Your answer must be an exact transcription of every entry.

# # #

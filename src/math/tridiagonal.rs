//! In-place tridiagonal kernels.
//!
//! Bands follow the row convention
//!
//! ```text
//! M = ( d_0 u_0  0    0  )
//!     ( l_1 d_1 u_1   0  )
//!     (  0  l_2 d_2  u_2 )
//!     (  0   0  l_3  d_3 )
//! ```
//!
//! so `lower[0]` and `upper[n - 1]` are never read by either kernel. Callers may leave them
//! at any value, including `NaN`.
//!
//! Numerical considerations: the Thomas sweep does not pivot. It is stable for diagonally
//! dominant bands; otherwise the result is unspecified.

use crate::core::PdeResult;
use crate::math::vector::ensure_equal_len;

/// Computes `x <- M * x` in place.
///
/// The sweep runs left to right carrying the pre-update value of the previous component in a
/// single scalar, so no second buffer is needed.
pub fn mult_tridiagonal(
    x: &mut [f64],
    lower: &[f64],
    diag: &[f64],
    upper: &[f64],
) -> PdeResult<()> {
    let n = x.len();
    ensure_equal_len(n, &[lower, diag, upper])?;
    match n {
        0 => return Ok(()),
        1 => {
            x[0] *= diag[0];
            return Ok(());
        }
        _ => {}
    }

    let mut x_prev = x[0];
    x[0] = diag[0] * x[0] + upper[0] * x[1];
    for i in 1..n - 1 {
        let current = x[i];
        x[i] = lower[i] * x_prev + diag[i] * x[i] + upper[i] * x[i + 1];
        x_prev = current;
    }
    x[n - 1] = lower[n - 1] * x_prev + diag[n - 1] * x[n - 1];
    Ok(())
}

/// Computes `x <- M^-1 * x` in place with the Thomas algorithm.
pub fn solve_tridiagonal(
    x: &mut [f64],
    lower: &[f64],
    diag: &[f64],
    upper: &[f64],
) -> PdeResult<()> {
    let mut c_prime = vec![0.0_f64; x.len()];
    solve_tridiagonal_with_scratch(x, lower, diag, upper, &mut c_prime)
}

/// Same as [`solve_tridiagonal`] but reuses `c_prime` for the modified upper band.
pub fn solve_tridiagonal_with_scratch(
    x: &mut [f64],
    lower: &[f64],
    diag: &[f64],
    upper: &[f64],
    c_prime: &mut [f64],
) -> PdeResult<()> {
    let n = x.len();
    ensure_equal_len(n, &[lower, diag, upper, &*c_prime])?;
    match n {
        0 => return Ok(()),
        1 => {
            x[0] /= diag[0];
            return Ok(());
        }
        _ => {}
    }

    c_prime[0] = upper[0] / diag[0];
    x[0] /= diag[0];
    for i in 1..n {
        let m = 1.0 / (diag[i] - lower[i] * c_prime[i - 1]);
        c_prime[i] = upper[i] * m;
        x[i] = (x[i] - lower[i] * x[i - 1]) * m;
    }

    for i in (0..n - 1).rev() {
        x[i] -= c_prime[i] * x[i + 1];
    }
    Ok(())
}

#[cfg(test)]
mod tests {
    use super::*;
    use crate::core::PdeError;
    use approx::assert_relative_eq;

    #[test]
    fn empty_inputs_are_a_no_op() {
        let mut x: Vec<f64> = Vec::new();
        mult_tridiagonal(&mut x, &[], &[], &[]).unwrap();
        solve_tridiagonal(&mut x, &[], &[], &[]).unwrap();
        assert!(x.is_empty());
    }

    #[test]
    fn single_node_scales_by_diagonal() {
        let mut x = vec![3.14159265359];
        mult_tridiagonal(&mut x, &[f64::NAN], &[18.5284515], &[f64::NAN]).unwrap();
        assert_eq!(x[0], 3.14159265359 * 18.5284515);

        let mut y = vec![3.14159265359];
        solve_tridiagonal(&mut y, &[f64::NAN], &[18.5284515], &[f64::NAN]).unwrap();
        assert_eq!(y[0], 3.14159265359 / 18.5284515);
    }

    #[test]
    fn band_length_mismatch_is_rejected() {
        let mut x = vec![1.0, 2.0, 3.0];
        let err = mult_tridiagonal(&mut x, &[0.0; 3], &[1.0; 2], &[0.0; 3]).unwrap_err();
        assert_eq!(
            err,
            PdeError::SizeMismatch {
                expected: 3,
                actual: 2
            }
        );
        assert!(solve_tridiagonal(&mut x, &[0.0; 3], &[1.0; 3], &[0.0; 4]).is_err());
        assert_eq!(x, vec![1.0, 2.0, 3.0]);
    }

    #[test]
    fn solve_matches_known_system() {
        // [2 1 0; 1 2 1; 0 1 2] * [1, 2, 3] = [4, 8, 8]
        let lower = [0.0, 1.0, 1.0];
        let diag = [2.0, 2.0, 2.0];
        let upper = [1.0, 1.0, 0.0];
        let mut rhs = vec![4.0, 8.0, 8.0];
        solve_tridiagonal(&mut rhs, &lower, &diag, &upper).unwrap();
        assert_relative_eq!(rhs[0], 1.0, epsilon = 1e-14);
        assert_relative_eq!(rhs[1], 2.0, epsilon = 1e-14);
        assert_relative_eq!(rhs[2], 3.0, epsilon = 1e-14);
    }

    #[test]
    fn scratch_buffer_must_match() {
        let mut x = vec![1.0, 1.0];
        let mut scratch = vec![0.0; 1];
        assert!(
            solve_tridiagonal_with_scratch(&mut x, &[0.0; 2], &[1.0; 2], &[0.0; 2], &mut scratch)
                .is_err()
        );
    }
}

# # #

**EXERCISE ANSWER:**
filename src/math/tridiagonal.rs
//! In-place tridiagonal kernels.
//!
//! Bands follow the row convention
//!
//! ```text
//! M = ( d_0 u_0  0    0  )
//!     ( l_1 d_1 u_1   0  )
//!     (  0  l_2 d_2  u_2 )
//!     (  0   0  l_3  d_3 )
//! ```
//!
//! so `lower[0]` and `upper[n - 1]` are never read by either kernel. Callers may leave them
//! at any value, including `NaN`.
//!
//! Numerical considerations: the Thomas sweep does not pivot. It is stable for diagonally
//! dominant bands; otherwise the result is unspecified.

use crate::core::PdeResult;
use crate::math::vector::ensure_equal_len;

/// Computes `x <- M * x` in place.
///
/// The sweep runs left to right carrying the pre-update value of the previous component in a
/// single scalar, so no second buffer is needed.
pub fn mult_tridiagonal(
    x: &mut [f64],
    lower: &[f64],
    diag: &[f64],
    upper: &[f64],
) -> PdeResult<()> {
    let n = x.len();
    ensure_equal_len(n, &[lower, diag, upper])?;
    match n {
        0 => return Ok(()),
        1 => {
            x[0] *= diag[0];
            return Ok(());
        }
        _ => {}
    }

    let mut x_prev = x[0];
    x[0] = diag[0] * x[0] + upper[0] * x[1];
    for i in 1..n - 1 {
        let current = x[i];
        x[i] = lower[i] * x_prev + diag[i] * x[i] + upper[i] * x[i + 1];
        x_prev = current;
    }
    x[n - 1] = lower[n - 1] * x_prev + diag[n - 1] * x[n - 1];
    Ok(())
}

/// Computes `x <- M^-1 * x` in place with the Thomas algorithm.
pub fn solve_tridiagonal(
    x: &mut [f64],
    lower: &[f64],
    diag: &[f64],
    upper: &[f64],
) -> PdeResult<()> {
    let mut c_prime = vec![0.0_f64; x.len()];
    solve_tridiagonal_with_scratch(x, lower, diag, upper, &mut c_prime)
}

/// Same as [`solve_tridiagonal`] but reuses `c_prime` for the modified upper band.
pub fn solve_tridiagonal_with_scratch(
    x: &mut [f64],
    lower: &[f64],
    diag: &[f64],
    upper: &[f64],
    c_prime: &mut [f64],
) -> PdeResult<()> {
    let n = x.len();
    ensure_equal_len(n, &[lower, diag, upper, &*c_prime])?;
    match n {
        0 => return Ok(()),
        1 => {
            x[0] /= diag[0];
            return Ok(());
        }
        _ => {}
    }

    c_prime[0] = upper[0] / diag[0];
    x[0] /= diag[0];
    for i in 1..n {
        let m = 1.0 / (diag[i] - lower[i] * c_prime[i - 1]);
        c_prime[i] = upper[i] * m;
        x[i] = (x[i] - lower[i] * x[i - 1]) * m;
    }

    for i in (0..n - 1).rev() {
        x[i] -= c_prime[i] * x[i + 1];
    }
    Ok(())
}

#[cfg(test)]
mod tests {
    use super::*;
    use crate::core::PdeError;
    use approx::assert_relative_eq;

    #[test]
    fn empty_inputs_are_a_no_op() {
        let mut x: Vec<f64> = Vec::new();
        mult_tridiagonal(&mut x, &[], &[], &[]).unwrap();
        solve_tridiagonal(&mut x, &[], &[], &[]).unwrap();
        assert!(x.is_empty());
    }

    #[test]
    fn single_node_scales_by_diagonal() {
        let mut x = vec![3.14159265359];
        mult_tridiagonal(&mut x, &[f64::NAN], &[18.5284515], &[f64::NAN]).unwrap();
        assert_eq!(x[0], 3.14159265359 * 18.5284515);

        let mut y = vec![3.14159265359];
        solve_tridiagonal(&mut y, &[f64::NAN], &[18.5284515], &[f64::NAN]).unwrap();
        assert_eq!(y[0], 3.14159265359 / 18.5284515);
    }

    #[test]
    fn band_length_mismatch_is_rejected() {
        let mut x = vec![1.0, 2.0, 3.0];
        let err = mult_tridiagonal(&mut x, &[0.0; 3], &[1.0; 2], &[0.0; 3]).unwrap_err();
        assert_eq!(
            err,
            PdeError::SizeMismatch {
                expected: 3,
                actual: 2
            }
        );
        assert!(solve_tridiagonal(&mut x, &[0.0; 3], &[1.0; 3], &[0.0; 4]).is_err());
        assert_eq!(x, vec![1.0, 2.0, 3.0]);
    }

    #[test]
    fn solve_matches_known_system() {
        // [2 1 0; 1 2 1; 0 1 2] * [1, 2, 3] = [4, 8, 8]
        let lower = [0.0, 1.0, 1.0];
        let diag = [2.0, 2.0, 2.0];
        let upper = [1.0, 1.0, 0.0];
        let mut rhs = vec![4.0, 8.0, 8.0];
        solve_tridiagonal(&mut rhs, &lower, &diag, &upper).unwrap();
        assert_relative_eq!(rhs[0], 1.0, epsilon = 1e-14);
        assert_relative_eq!(rhs[1], 2.0, epsilon = 1e-14);
        assert_relative_eq!(rhs[2], 3.0, epsilon = 1e-14);
    }

    #[test]
    fn scratch_buffer_must_match() {
        let mut x = vec![1.0, 1.0];
        let mut scratch = vec![0.0; 1];
        assert!(
            solve_tridiagonal_with_scratch(&mut x, &[0.0; 2], &[1.0; 2], &[0.0; 2], &mut scratch)
                .is_err()
        );
    }
}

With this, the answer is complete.